Assignment :: Your answer should be exactly the lines from the one that contains "let status = resp.status().as_u16();" through the final line of the entries below, and nothing else.

Records for this exercise ::
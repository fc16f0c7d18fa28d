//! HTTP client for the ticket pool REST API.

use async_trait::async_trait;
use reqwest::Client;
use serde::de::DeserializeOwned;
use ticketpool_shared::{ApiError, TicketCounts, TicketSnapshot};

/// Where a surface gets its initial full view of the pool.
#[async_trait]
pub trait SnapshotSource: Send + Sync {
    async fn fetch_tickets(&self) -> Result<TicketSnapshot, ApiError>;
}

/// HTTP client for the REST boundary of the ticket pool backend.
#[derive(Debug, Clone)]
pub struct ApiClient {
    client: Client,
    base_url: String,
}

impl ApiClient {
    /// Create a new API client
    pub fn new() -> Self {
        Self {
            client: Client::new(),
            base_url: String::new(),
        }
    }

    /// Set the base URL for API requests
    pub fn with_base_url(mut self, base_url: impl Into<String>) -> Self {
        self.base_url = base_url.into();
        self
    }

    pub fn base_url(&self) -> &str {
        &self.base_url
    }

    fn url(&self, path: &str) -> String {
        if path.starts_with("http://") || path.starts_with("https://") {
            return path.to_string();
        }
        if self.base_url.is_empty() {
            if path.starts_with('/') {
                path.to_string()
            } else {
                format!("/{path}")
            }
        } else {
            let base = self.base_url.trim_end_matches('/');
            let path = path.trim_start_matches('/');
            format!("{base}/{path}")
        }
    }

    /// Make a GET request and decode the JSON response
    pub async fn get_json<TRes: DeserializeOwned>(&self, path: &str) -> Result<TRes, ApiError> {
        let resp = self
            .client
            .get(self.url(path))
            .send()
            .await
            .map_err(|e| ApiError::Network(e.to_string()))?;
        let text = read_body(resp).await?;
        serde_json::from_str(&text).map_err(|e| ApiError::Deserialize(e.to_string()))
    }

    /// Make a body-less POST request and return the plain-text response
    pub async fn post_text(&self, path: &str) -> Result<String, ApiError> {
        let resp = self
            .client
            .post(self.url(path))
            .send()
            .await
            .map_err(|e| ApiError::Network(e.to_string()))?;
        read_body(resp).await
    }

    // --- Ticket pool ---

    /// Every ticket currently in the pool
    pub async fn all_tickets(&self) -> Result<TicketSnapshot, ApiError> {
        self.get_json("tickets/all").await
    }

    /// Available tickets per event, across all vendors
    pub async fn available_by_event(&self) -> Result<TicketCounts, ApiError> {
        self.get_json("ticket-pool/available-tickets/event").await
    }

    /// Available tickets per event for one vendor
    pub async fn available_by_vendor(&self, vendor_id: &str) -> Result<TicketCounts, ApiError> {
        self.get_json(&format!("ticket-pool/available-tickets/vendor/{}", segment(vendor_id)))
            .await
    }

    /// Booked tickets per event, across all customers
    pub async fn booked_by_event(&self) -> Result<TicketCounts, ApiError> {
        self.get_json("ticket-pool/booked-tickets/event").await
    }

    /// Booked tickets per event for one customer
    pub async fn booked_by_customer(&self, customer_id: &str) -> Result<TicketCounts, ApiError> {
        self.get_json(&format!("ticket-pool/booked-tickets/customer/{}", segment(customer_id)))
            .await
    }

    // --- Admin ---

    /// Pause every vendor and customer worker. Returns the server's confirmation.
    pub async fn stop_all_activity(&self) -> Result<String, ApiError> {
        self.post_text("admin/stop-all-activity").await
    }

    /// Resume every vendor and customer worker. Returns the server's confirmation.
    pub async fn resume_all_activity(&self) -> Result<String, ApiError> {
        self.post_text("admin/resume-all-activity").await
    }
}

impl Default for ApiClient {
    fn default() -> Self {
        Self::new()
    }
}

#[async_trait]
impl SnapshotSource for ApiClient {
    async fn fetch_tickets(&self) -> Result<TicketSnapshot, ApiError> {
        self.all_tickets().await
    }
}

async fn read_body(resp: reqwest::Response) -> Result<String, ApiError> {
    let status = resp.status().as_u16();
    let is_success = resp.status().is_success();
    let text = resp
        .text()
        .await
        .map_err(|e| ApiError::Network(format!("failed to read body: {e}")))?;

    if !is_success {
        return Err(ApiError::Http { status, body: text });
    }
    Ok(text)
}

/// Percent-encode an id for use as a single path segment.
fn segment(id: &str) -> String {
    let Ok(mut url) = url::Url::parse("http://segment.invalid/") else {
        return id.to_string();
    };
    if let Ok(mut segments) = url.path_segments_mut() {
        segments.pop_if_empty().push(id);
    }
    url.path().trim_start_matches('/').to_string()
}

Written answer ::
    let status = resp.status().as_u16();
    let is_success = resp.status().is_success();
    let text = resp
        .text()
        .await
        .map_err(|e| ApiError::Network(format!("failed to read body: {e}")))?;

    if !is_success {
        return Err(ApiError::Http { status, body: text });
    }
    Ok(text)
}

/// Percent-encode an id for use as a single path segment.
fn segment(id: &str) -> String {
    let Ok(mut url) = url::Url::parse("http://segment.invalid/") else {
        return id.to_string();
    };
    if let Ok(mut segments) = url.path_segments_mut() {
        segments.pop_if_empty().push(id);
    }
    url.path().trim_start_matches('/').to_string()
}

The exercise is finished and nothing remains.